As far as I know, the pattern was first defined in Joshua Bloch's excellent book Effective Java (1st edition: item 57; 2nd edition: item 78). This post mostly restates what is said there and focuses on presenting a detailed definition of the pattern before giving two short examples and finally covering the pros and cons.
The code samples used throughout this post come from a demo project I created on GitHub. Check it out for more details!
▚Serialization Proxy Pattern
This pattern is applied to a single class and defines its mechanism of serialization. For easier readability, the following text will refer to that class or its instances as the original one or ones, respectively.
▚The Serialization Proxy
As the name suggests the pattern's key is the serialization proxy. It is written to the byte stream instead of the original instance. After it is deserialized it will create an instance of the original class which takes its place in the object graph.

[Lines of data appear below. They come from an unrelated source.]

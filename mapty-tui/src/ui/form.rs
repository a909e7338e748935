// mapty-tui/src/ui/form.rs
use crate::{app::App, ui::sidebar::kind_color};
use mapty_lib::{FormField, WorkoutForm};
use ratatui::{
    layout::Rect,
    style::{Color, Modifier, Style},
    text::{Line, Span},
    widgets::{Block, Borders, Paragraph},
    Frame,
};

const LABEL_WIDTH: usize = 12;

fn field_label(field: FormField) -> &'static str {
    match field {
        FormField::Type => "Type",
        FormField::Distance => "Distance",
        FormField::Duration => "Duration",
        FormField::Cadence => "Cadence",
        FormField::Elevation => "Elev Gain",
    }
}

fn field_placeholder(field: FormField) -> &'static str {
    match field {
        FormField::Type => "",
        FormField::Distance => "km",
        FormField::Duration => "min",
        FormField::Cadence => "step/min",
        FormField::Elevation => "meters",
    }
}

pub fn render_form(f: &mut Frame, app: &App, area: Rect) {
    let form = app.controller.form();
    let Some(pending) = form.pending_coords() else {
        return;
    };

    let block = Block::default()
        .title(format!(" New workout at {pending} "))
        .borders(Borders::ALL)
        .border_style(Style::new().fg(kind_color(form.kind())));
    let inner = block.inner(area);

    let lines: Vec<Line> = form.fields().iter().map(|&field| field_line(form, field)).collect();
    f.render_widget(Paragraph::new(lines).block(block), area);

    // Cursor at the end of the focused text field
    let focused = form.focused_field();
    if focused != FormField::Type {
        if let Some(row) = form.fields().iter().position(|&field| field == focused) {
            let typed = form.input(focused).chars().count();
            if let Some((x, y)) = cursor_position(inner, row, typed) {
                f.set_cursor(x, y);
            }
        }
    }
}

fn field_line(form: &WorkoutForm, field: FormField) -> Line<'static> {
    let focused = form.focused_field() == field;
    let marker = if focused { "▸ " } else { "  " };
    let label_style = if focused {
        Style::new().add_modifier(Modifier::BOLD)
    } else {
        Style::new().fg(Color::Gray)
    };

    let value = match field {
        FormField::Type => Span::styled(
            format!("< {} >", form.kind().label()),
            Style::new().fg(kind_color(form.kind())),
        ),
        _ => {
            let typed = form.input(field);
            if typed.is_empty() && !focused {
                Span::styled(field_placeholder(field), Style::new().fg(Color::DarkGray))
            } else {
                Span::raw(typed.to_string())
            }
        }
    };

    Line::from(vec![
        Span::raw(marker),
        Span::styled(format!("{:<LABEL_WIDTH$}", field_label(field)), label_style),
        value,
    ])
}

/// Cell after the typed text of the field on `row`, if it fits in `inner`.
fn cursor_position(inner: Rect, row: usize, typed: usize) -> Option<(u16, u16)> {
    let x = u16::try_from(2 + LABEL_WIDTH + typed)
        .map_or(u16::MAX, |dx| inner.x.saturating_add(dx));
    let y = u16::try_from(row).map_or(u16::MAX, |dy| inner.y.saturating_add(dy));
    (x < inner.right() && y < inner.bottom()).then_some((x, y))
}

The goal is to design the proxy such that it is the best possible logical representation of the original class.
▚Implementation
The SerializationProxy
is a static nested class of the original class.
All its fields are final and its only constructor has an original instance as its sole argument.
It extracts the logical representation of that instance's state and assigns it to its own fields.
As the original instance is considered "safe", there is no need for consistency checks or defensive copying.
The original as well as the proxy class implement Serializable. But since the former is never actually written to the stream, only the latter needs a stream unique identifier (often called the serial version UID).
▚Serializing
When an original instance is to be serialized, the serialization system can be informed to instead write the proxy to the byte stream. To do this, the original class must implement the following method:
private Object writeReplace() {
return new SerializationProxy(this);
}
▚Deserializing
On deserialization this translation from original to proxy instance has to be inverted.
This is implemented in the following method in the SerializationProxy
, which is called after a proxy instance was successfully deserialized:
private Object readResolve() {
// create an instance of the original class
// in the state defined by the proxy's fields
}
Creating an instance of the original class will be done via its regular API (e.g. a constructor).